Records for this task below:

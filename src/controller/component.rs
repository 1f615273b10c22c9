//! Control components and their registry

use super::{ControlWrapper, VisibilityAnimation};
use crate::player::{PlayState, PlayerState};
use crate::window::ViewHandle;
use std::any::Any;

/// Upcast to `Any` so hosts can hand out concrete component types
pub trait AsAny: Any {
    fn as_any(&self) -> &dyn Any;
    fn as_any_mut(&mut self) -> &mut dyn Any;
}

impl<T: Any> AsAny for T {
    fn as_any(&self) -> &dyn Any {
        self
    }

    fn as_any_mut(&mut self) -> &mut dyn Any {
        self
    }
}

/// Passive overlay unit reacting to broadcast events
///
/// Components never mutate the view directly; they issue requests through
/// the wrapper received in `attach`.
pub trait ControlComponent: AsAny + Send {
    fn attach(&mut self, wrapper: ControlWrapper);

    /// View to push on the overlay stack, None for components without one
    fn view(&self) -> Option<ViewHandle>;

    fn on_play_state_changed(&mut self, state: PlayState);

    fn on_player_state_changed(&mut self, state: PlayerState);

    fn on_visibility_changed(&mut self, _visible: bool, _animation: Option<VisibilityAnimation>) {}

    fn on_lock_state_changed(&mut self, _locked: bool) {}

    /// Keep receiving visibility changes while the controller is locked
    fn shown_while_locked(&self) -> bool {
        false
    }

    /// Progress tick, both values in milliseconds
    fn set_progress(&mut self, _position: u64, _duration: u64) {}

    /// Gesture callbacks, for components that want them
    fn as_gesture_mut(&mut self) -> Option<&mut dyn GestureComponent> {
        None
    }
}

/// Callbacks of the gesture layer
pub trait GestureComponent {
    fn on_start_slide(&mut self);

    fn on_stop_slide(&mut self);

    /// Seek preview
    ///
    /// # Arguments
    ///
    /// * `slide_position` - Position the drag would seek to
    /// * `current_position` - Position when the preview was computed
    /// * `duration` - Media duration
    fn on_position_change(&mut self, slide_position: u64, current_position: u64, duration: u64);

    fn on_brightness_change(&mut self, percent: u32);

    fn on_volume_change(&mut self, percent: u32);
}

/// Identifies a registered component
#[derive(Debug, Clone, Copy, PartialEq, Eq, Hash, PartialOrd, Ord)]
pub struct ComponentId(u64);

struct Entry {
    id: ComponentId,
    component: Box<dyn ControlComponent>,
}

/// Registered components in registration order
///
/// Attached components sit on the overlay stack; dissociated ones only
/// receive events and are dropped when a session ends. Both lists share one
/// sequence so broadcasts follow registration order across them.
#[derive(Default)]
pub struct ComponentRegistry {
    attached: Vec<Entry>,
    detached: Vec<Entry>,
    next_id: u64,
}

impl ComponentRegistry {
    pub fn new() -> Self {
        Self::default()
    }

    pub fn add(&mut self, component: Box<dyn ControlComponent>, dissociated: bool) -> ComponentId {
        let id = ComponentId(self.next_id);
        self.next_id += 1;

        let entry = Entry { id, component };
        if dissociated {
            self.detached.push(entry);
        } else {
            self.attached.push(entry);
        }
        id
    }

    /// Remove one component, returning it and whether it was dissociated
    pub fn remove(&mut self, id: ComponentId) -> Option<(Box<dyn ControlComponent>, bool)> {
        if let Some(index) = self.attached.iter().position(|e| e.id == id) {
            return Some((self.attached.remove(index).component, false));
        }
        self.detached
            .iter()
            .position(|e| e.id == id)
            .map(|index| (self.detached.remove(index).component, true))
    }

    /// Remove everything, returning the attached components
    pub fn remove_all(&mut self) -> Vec<Box<dyn ControlComponent>> {
        self.detached.clear();
        self.attached.drain(..).map(|e| e.component).collect()
    }

    /// Drop dissociated components, returning how many went away
    pub fn remove_all_dissociated(&mut self) -> usize {
        let count = self.detached.len();
        self.detached.clear();
        count
    }

    pub fn get(&self, id: ComponentId) -> Option<&dyn ControlComponent> {
        self.attached
            .iter()
            .chain(self.detached.iter())
            .find(|e| e.id == id)
            .map(|e| e.component.as_ref())
    }

    pub fn get_mut(&mut self, id: ComponentId) -> Option<&mut (dyn ControlComponent + 'static)> {
        self.attached
            .iter_mut()
            .chain(self.detached.iter_mut())
            .find(|e| e.id == id)
            .map(|e| e.component.as_mut())
    }

    pub fn len(&self) -> usize {
        self.attached.len() + self.detached.len()
    }

    pub fn is_empty(&self) -> bool {
        self.len() == 0
    }

    pub fn is_dissociated(&self, id: ComponentId) -> Option<bool> {
        if self.attached.iter().any(|e| e.id == id) {
            Some(false)
        } else if self.detached.iter().any(|e| e.id == id) {
            Some(true)
        } else {
            None
        }
    }

    /// Views of the attached components, bottom first
    pub fn overlay_views(&self) -> Vec<ViewHandle> {
        self.attached
            .iter()
            .filter_map(|e| e.component.view())
            .collect()
    }

    /// Visit every component in registration order
    pub fn for_each(&mut self, mut f: impl FnMut(&mut dyn ControlComponent)) {
        let (mut a, mut d) = (0, 0);
        while a < self.attached.len() || d < self.detached.len() {
            let take_attached = match (self.attached.get(a), self.detached.get(d)) {
                (Some(x), Some(y)) => x.id < y.id,
                (Some(_), None) => true,
                _ => false,
            };
            if take_attached {
                f(self.attached[a].component.as_mut());
                a += 1;
            } else {
                f(self.detached[d].component.as_mut());
                d += 1;
            }
        }
    }

    /// Visit every gesture-aware component in registration order
    pub fn for_each_gesture(&mut self, mut f: impl FnMut(&mut dyn GestureComponent)) {
        self.for_each(|component| {
            if let Some(gesture) = component.as_gesture_mut() {
                f(gesture);
            }
        });
    }
}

End of Records for this task.

#### Prompt
The required output is every line above that contains the string "else".

#### Finished task
        } else {
        } else if self.detached.iter().any(|e| e.id == id) {
        } else {
            } else {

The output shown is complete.